The IT engineer, 34, was trying to light two aromatherapy diffusers in his master bedroom toilet on Oct 13 last year, when he unknowingly ignited vapours from an essential oil fluid, causing a flash fire.
He had second-degree burns on more than 80 per cent of his body and died in hospital nine days later.
Yesterday, State Coroner Marvin Bay found Mr Rizalludin’s death to be a “tragic misadventure”.
The extensive burns he suffered were from an “inadvertent flash fire”, the coroner said. “The circumstantial, forensic, testimonial and scene evidence points to the demise … to have arisen from an entirely accidental event.”
In his findings, the coroner warned users of aromatherapy diffusers to be mindful of the volatile nature of aromatherapy essential oils, and to adopt precautions when handling the fluids, particularly when refilling diffusers from high-volume refill containers.
Given that the lowest temperature at which the fluid’s vapours will ignite is 16 deg C, refill containers should not be left uncapped for extended periods of time, he said.
The refilling of diffusers, he added, “should also not be undertaken in any confined or unventilated spaces, where the vapours might build up to levels that can prove hazardous in the presence of any potential ignition source”.
And refill containers should also be kept “a significant distance” away from an ignited diffuser or any open flame, the coroner said.
Ms Nurul Asyikin, her mother and her mother-in-law sobbed as Mr Bay read out his findings.
Asked how the family was coping, Ms Nurul Asyikin, a school teacher, said outside the court later: “We have a lot of support from family, especially my husband’s parents, friends and the public.
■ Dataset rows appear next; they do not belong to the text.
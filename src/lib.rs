//! deauthwatch - deauthentication-flood detector
//!
//! Counts deauthentication frames in a sliding time window and raises an
//! alert when the count reaches a threshold. Frames come from a pluggable
//! source (a randomized simulator in the shipped binary); alerts go to the
//! console and an append-only log.

pub mod alert;
pub mod clock;
pub mod config;
pub mod detection;
pub mod detector;
pub mod metrics;
pub mod source;

// Re-export commonly used types
pub use config::*;
pub use detection::*;
pub use detector::{DeauthDetector, DetectorStats};
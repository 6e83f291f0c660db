//! Prometheus metrics and health/metrics HTTP endpoints

#[cfg(feature = "metrics")]
mod inner {
    use axum::{routing::get, Router};
    use once_cell::sync::Lazy;
    use prometheus::{IntCounter, IntGauge, Registry, TextEncoder};
    use std::net::SocketAddr;
    use tracing::{error, info};

    pub static REGISTRY: Lazy<Registry> = Lazy::new(Registry::new);

    fn counter(name: &str, help: &str) -> IntCounter {
        let counter = IntCounter::new(name, help).expect("valid metric definition");
        REGISTRY
            .register(Box::new(counter.clone()))
            .expect("metric registered once");
        counter
    }

    pub static FRAMES_PROCESSED: Lazy<IntCounter> =
        Lazy::new(|| counter("deauthwatch_frames_total", "Total frames processed"));

    pub static DEAUTH_FRAMES: Lazy<IntCounter> =
        Lazy::new(|| counter("deauthwatch_deauth_frames_total", "Deauthentication frames processed"));

    pub static ALERTS_RAISED: Lazy<IntCounter> =
        Lazy::new(|| counter("deauthwatch_alerts_total", "Deauth flood alerts raised"));

    pub static LOG_WRITE_FAILURES: Lazy<IntCounter> =
        Lazy::new(|| counter("deauthwatch_log_write_failures_total", "Failed alert log appends"));

    pub static START_TIME: Lazy<IntGauge> = Lazy::new(|| {
        let gauge = IntGauge::new("deauthwatch_start_time_seconds", "Unix timestamp when the detector started")
            .expect("valid metric definition");
        REGISTRY
            .register(Box::new(gauge.clone()))
            .expect("metric registered once");
        gauge.set(chrono::Utc::now().timestamp());
        gauge
    });

    fn register_all() {
        Lazy::force(&START_TIME);
        Lazy::force(&FRAMES_PROCESSED);
        Lazy::force(&DEAUTH_FRAMES);
        Lazy::force(&ALERTS_RAISED);
        Lazy::force(&LOG_WRITE_FAILURES);
    }

    /// Prometheus text exposition of every registered detector metric.
    pub fn render() -> String {
        TextEncoder::new()
            .encode_to_string(&REGISTRY.gather())
            .unwrap_or_default()
    }

    fn router() -> Router {
        Router::new()
            .route("/health", get(|| async { "OK" }))
            .route("/metrics", get(|| async { render() }))
    }

    /// Serve `/health` and `/metrics` until the task is dropped.
    pub async fn start_server(addr: SocketAddr) {
        register_all();

        let listener = match tokio::net::TcpListener::bind(addr).await {
            Ok(listener) => listener,
            Err(e) => {
                error!(%addr, "Metrics endpoint unavailable: {}", e);
                return;
            }
        };
        info!(%addr, "Serving /health and /metrics");

        if let Err(e) = axum::serve(listener, router()).await {
            error!("Metrics endpoint stopped: {}", e);
        }
    }

}

#[cfg(feature = "metrics")]
pub use inner::*;

// Stub implementations when metrics feature is disabled
#[cfg(not(feature = "metrics"))]
pub mod stubs {
    use std::net::SocketAddr;

    pub struct NoOpCounter;
    impl NoOpCounter {
        pub fn inc(&self) {}
    }

    pub static FRAMES_PROCESSED: NoOpCounter = NoOpCounter;
    pub static DEAUTH_FRAMES: NoOpCounter = NoOpCounter;
    pub static ALERTS_RAISED: NoOpCounter = NoOpCounter;
    pub static LOG_WRITE_FAILURES: NoOpCounter = NoOpCounter;

    pub async fn start_server(_addr: SocketAddr) {
        // No-op when metrics disabled
    }
}

#[cfg(not(feature = "metrics"))]
pub use stubs::*;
We will try to recover.”
She added that the inquiry had brought back “painful images”.
On whether the family was considering a civil suit against the company that sold the diffuser, she said they have not decided, although they have consulted a lawyer.
Earlier yesterday, Shiang’s International operations manager Chok Wai Chen testified that the company, the brand owner of the Avita diffusers Mr Rizalludin used, required buyers to attend a safety briefing. But Ms Nurul Asyikin told him she never attended one.
Mr Chok said the oil refill fluid had to be imported as a kind of “dangerous goods” and a “flammable liquid”, but he said yesterday he was unaware that the liquid’s vapours were also flammable.